Records provided:
#####

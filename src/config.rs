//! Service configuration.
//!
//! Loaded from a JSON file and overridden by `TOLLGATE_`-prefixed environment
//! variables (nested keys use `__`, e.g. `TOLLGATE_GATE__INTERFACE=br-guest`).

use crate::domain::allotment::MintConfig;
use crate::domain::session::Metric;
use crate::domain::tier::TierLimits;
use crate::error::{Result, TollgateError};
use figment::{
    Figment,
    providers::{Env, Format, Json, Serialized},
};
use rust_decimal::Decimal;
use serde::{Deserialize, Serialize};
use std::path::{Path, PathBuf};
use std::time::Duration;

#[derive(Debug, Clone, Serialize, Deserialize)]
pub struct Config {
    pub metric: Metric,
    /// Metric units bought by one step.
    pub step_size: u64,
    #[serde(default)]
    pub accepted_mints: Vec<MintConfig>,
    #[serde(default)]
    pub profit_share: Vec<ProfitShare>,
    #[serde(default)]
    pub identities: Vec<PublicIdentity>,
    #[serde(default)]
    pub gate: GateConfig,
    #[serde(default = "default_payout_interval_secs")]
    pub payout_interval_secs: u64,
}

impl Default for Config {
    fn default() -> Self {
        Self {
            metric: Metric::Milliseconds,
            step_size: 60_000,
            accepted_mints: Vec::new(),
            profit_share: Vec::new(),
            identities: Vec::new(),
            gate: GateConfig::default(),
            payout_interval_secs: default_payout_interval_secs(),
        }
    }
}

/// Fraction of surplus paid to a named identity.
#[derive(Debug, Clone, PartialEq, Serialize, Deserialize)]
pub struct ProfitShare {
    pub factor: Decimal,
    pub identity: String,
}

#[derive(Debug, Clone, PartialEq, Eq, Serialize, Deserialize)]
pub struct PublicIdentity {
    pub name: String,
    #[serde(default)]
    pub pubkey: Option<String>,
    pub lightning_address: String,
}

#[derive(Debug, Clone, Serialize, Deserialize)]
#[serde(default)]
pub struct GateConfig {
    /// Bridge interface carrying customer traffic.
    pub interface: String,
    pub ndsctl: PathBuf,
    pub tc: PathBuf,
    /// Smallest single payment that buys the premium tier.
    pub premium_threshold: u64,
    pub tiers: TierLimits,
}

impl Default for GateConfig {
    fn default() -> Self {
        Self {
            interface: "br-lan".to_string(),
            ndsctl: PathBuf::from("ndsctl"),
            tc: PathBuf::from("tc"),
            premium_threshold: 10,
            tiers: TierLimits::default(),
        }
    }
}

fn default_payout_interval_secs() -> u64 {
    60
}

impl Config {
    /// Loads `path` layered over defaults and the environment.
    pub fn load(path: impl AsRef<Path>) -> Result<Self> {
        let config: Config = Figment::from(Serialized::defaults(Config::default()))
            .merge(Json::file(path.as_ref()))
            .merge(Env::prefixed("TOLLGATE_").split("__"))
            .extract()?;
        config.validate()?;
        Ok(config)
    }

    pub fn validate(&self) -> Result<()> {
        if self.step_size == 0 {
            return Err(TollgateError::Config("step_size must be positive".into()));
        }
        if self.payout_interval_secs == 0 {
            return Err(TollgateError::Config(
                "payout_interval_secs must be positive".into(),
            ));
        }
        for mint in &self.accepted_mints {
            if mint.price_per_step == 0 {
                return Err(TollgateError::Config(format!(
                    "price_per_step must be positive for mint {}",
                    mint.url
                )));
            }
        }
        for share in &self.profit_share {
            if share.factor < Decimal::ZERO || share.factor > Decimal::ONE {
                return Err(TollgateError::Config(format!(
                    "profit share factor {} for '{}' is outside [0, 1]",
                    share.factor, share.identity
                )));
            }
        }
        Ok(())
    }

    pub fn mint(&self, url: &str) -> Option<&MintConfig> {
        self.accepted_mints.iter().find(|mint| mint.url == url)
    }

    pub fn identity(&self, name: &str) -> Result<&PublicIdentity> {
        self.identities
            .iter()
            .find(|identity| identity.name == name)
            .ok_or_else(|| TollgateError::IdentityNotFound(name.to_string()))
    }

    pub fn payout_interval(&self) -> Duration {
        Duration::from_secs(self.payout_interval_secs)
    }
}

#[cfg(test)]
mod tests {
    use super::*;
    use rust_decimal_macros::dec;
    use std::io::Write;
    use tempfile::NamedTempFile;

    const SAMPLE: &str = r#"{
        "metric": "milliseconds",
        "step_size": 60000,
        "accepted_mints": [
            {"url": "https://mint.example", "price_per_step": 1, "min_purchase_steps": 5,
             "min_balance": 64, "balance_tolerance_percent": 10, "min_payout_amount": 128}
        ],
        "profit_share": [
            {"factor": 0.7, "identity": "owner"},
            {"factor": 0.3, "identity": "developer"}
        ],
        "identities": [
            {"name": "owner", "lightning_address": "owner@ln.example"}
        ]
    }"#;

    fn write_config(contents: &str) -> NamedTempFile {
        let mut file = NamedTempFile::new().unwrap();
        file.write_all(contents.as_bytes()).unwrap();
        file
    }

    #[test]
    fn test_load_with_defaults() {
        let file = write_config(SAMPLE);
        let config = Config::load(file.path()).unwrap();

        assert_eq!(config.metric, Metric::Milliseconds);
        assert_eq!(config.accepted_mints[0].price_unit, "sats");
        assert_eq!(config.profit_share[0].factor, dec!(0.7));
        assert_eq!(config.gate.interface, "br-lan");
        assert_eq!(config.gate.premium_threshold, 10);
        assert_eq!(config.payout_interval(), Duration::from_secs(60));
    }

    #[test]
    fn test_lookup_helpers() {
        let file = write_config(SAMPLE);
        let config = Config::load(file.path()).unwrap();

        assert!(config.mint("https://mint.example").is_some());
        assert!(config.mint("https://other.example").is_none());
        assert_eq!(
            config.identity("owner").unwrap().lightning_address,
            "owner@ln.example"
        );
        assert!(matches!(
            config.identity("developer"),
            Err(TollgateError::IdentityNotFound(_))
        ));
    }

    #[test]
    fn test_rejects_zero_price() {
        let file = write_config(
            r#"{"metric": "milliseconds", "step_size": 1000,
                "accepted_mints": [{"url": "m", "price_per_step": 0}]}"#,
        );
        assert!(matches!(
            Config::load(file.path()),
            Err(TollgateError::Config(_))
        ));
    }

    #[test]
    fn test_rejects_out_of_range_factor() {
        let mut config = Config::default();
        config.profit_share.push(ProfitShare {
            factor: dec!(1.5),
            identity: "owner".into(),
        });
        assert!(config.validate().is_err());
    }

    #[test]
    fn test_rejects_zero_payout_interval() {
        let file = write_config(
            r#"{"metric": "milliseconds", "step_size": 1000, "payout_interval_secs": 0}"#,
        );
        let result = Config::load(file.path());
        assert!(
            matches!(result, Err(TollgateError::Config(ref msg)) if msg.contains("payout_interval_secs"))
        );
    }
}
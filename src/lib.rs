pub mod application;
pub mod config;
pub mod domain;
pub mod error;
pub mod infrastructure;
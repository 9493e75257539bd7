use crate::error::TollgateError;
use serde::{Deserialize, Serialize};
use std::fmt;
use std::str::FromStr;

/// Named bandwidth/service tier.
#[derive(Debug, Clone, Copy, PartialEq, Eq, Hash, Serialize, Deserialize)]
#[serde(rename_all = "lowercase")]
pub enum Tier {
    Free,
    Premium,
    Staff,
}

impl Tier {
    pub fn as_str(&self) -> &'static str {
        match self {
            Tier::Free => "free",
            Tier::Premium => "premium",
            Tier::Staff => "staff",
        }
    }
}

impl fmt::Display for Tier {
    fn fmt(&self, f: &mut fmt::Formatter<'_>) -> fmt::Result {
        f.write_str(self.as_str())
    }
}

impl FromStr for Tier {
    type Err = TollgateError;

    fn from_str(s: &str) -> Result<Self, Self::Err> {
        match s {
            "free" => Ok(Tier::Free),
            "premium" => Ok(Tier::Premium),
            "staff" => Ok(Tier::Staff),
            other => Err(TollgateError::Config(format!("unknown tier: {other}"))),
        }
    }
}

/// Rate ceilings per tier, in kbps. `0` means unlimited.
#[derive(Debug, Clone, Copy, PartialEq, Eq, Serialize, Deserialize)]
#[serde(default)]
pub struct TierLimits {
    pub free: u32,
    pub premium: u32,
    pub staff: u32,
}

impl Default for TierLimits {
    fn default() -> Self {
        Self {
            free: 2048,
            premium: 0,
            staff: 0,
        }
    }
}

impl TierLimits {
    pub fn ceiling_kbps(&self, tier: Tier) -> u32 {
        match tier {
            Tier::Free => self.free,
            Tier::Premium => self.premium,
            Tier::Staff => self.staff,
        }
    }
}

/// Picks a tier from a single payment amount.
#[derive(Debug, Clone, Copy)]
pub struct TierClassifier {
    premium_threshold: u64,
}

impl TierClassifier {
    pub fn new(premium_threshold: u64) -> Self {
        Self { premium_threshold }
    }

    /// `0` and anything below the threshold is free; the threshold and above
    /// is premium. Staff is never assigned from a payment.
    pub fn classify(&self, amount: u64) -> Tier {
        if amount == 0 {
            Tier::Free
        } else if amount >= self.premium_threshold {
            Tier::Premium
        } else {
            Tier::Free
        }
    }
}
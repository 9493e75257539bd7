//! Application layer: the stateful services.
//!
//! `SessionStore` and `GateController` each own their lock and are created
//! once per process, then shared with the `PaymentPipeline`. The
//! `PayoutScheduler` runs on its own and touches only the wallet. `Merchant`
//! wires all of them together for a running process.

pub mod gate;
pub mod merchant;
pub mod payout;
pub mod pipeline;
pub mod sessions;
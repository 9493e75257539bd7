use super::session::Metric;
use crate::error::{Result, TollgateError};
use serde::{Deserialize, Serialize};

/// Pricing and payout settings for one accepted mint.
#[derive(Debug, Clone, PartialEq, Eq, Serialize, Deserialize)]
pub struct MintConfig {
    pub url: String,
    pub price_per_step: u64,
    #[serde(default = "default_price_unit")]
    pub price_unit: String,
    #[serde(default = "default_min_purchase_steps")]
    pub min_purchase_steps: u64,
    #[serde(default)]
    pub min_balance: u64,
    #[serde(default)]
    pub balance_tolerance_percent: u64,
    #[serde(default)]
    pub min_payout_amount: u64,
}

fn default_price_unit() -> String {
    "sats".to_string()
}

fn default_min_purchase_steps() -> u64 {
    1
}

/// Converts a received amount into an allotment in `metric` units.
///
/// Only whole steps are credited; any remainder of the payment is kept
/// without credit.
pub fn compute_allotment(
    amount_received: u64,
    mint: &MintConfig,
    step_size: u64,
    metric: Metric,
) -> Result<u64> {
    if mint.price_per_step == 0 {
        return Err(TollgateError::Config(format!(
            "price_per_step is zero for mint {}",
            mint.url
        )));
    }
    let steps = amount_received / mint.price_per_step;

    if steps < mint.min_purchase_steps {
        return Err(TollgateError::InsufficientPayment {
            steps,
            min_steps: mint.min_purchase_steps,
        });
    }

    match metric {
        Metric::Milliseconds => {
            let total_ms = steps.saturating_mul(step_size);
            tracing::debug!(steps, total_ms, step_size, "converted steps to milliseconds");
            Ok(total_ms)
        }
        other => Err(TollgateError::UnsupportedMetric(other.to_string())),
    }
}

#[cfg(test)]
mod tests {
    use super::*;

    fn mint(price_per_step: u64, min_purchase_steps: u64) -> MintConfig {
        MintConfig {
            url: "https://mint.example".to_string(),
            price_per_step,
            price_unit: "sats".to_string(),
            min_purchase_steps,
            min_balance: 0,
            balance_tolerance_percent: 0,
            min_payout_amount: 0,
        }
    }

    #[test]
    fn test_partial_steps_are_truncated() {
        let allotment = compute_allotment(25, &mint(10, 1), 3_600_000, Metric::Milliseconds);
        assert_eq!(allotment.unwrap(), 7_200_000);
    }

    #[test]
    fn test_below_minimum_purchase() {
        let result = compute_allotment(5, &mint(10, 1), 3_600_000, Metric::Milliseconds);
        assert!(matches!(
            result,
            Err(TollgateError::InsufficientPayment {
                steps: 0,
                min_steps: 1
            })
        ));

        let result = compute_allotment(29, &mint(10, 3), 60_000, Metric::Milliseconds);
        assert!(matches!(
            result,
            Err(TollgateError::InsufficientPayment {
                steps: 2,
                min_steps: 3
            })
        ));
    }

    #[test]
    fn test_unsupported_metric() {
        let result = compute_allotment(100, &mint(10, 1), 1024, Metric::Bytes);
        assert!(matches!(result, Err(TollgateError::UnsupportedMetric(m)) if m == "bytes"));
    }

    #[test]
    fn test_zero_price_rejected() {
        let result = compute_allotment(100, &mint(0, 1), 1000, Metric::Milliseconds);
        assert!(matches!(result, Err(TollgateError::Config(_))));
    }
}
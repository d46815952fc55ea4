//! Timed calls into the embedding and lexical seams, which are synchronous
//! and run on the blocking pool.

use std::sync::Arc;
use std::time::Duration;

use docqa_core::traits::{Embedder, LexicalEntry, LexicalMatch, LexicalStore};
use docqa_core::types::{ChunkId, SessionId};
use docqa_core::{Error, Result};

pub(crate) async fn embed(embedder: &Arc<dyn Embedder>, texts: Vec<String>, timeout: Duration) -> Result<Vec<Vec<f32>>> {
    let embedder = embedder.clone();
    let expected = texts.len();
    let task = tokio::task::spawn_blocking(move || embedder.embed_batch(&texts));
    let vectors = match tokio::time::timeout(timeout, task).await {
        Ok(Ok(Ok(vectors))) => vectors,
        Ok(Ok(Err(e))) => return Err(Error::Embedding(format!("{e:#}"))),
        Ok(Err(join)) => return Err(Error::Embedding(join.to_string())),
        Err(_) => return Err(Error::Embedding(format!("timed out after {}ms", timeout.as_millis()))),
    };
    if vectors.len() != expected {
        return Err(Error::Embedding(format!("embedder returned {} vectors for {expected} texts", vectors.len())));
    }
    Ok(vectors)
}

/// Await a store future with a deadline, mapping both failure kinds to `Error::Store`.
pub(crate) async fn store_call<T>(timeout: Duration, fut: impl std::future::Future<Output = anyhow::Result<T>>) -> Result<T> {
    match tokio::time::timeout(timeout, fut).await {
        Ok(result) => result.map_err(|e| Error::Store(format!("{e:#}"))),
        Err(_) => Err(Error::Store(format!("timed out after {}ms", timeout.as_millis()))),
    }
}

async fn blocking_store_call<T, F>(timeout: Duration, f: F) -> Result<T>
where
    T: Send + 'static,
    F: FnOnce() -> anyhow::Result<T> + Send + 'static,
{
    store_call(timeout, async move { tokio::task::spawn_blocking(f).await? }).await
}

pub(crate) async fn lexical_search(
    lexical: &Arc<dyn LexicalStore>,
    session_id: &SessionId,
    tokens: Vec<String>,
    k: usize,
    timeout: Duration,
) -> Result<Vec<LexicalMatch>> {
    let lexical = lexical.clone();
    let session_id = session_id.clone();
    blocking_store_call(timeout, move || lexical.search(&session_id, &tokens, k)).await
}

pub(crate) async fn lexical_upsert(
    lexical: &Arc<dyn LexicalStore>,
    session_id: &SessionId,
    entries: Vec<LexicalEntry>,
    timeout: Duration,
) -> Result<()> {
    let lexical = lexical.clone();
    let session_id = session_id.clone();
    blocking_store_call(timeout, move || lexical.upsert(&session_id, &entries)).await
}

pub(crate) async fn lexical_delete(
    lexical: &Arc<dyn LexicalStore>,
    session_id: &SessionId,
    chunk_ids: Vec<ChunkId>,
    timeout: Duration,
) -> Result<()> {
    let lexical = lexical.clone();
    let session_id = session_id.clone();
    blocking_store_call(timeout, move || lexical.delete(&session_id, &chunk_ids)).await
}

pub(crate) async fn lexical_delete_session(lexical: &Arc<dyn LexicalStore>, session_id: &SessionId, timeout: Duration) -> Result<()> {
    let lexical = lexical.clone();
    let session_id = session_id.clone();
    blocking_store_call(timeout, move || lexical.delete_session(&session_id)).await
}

#####

Work item: Write out every line of the listing that holds the word "vectors".

The answer:
    let vectors = match tokio::time::timeout(timeout, task).await {
        Ok(Ok(Ok(vectors))) => vectors,
    if vectors.len() != expected {
        return Err(Error::Embedding(format!("embedder returned {} vectors for {expected} texts", vectors.len())));
    Ok(vectors)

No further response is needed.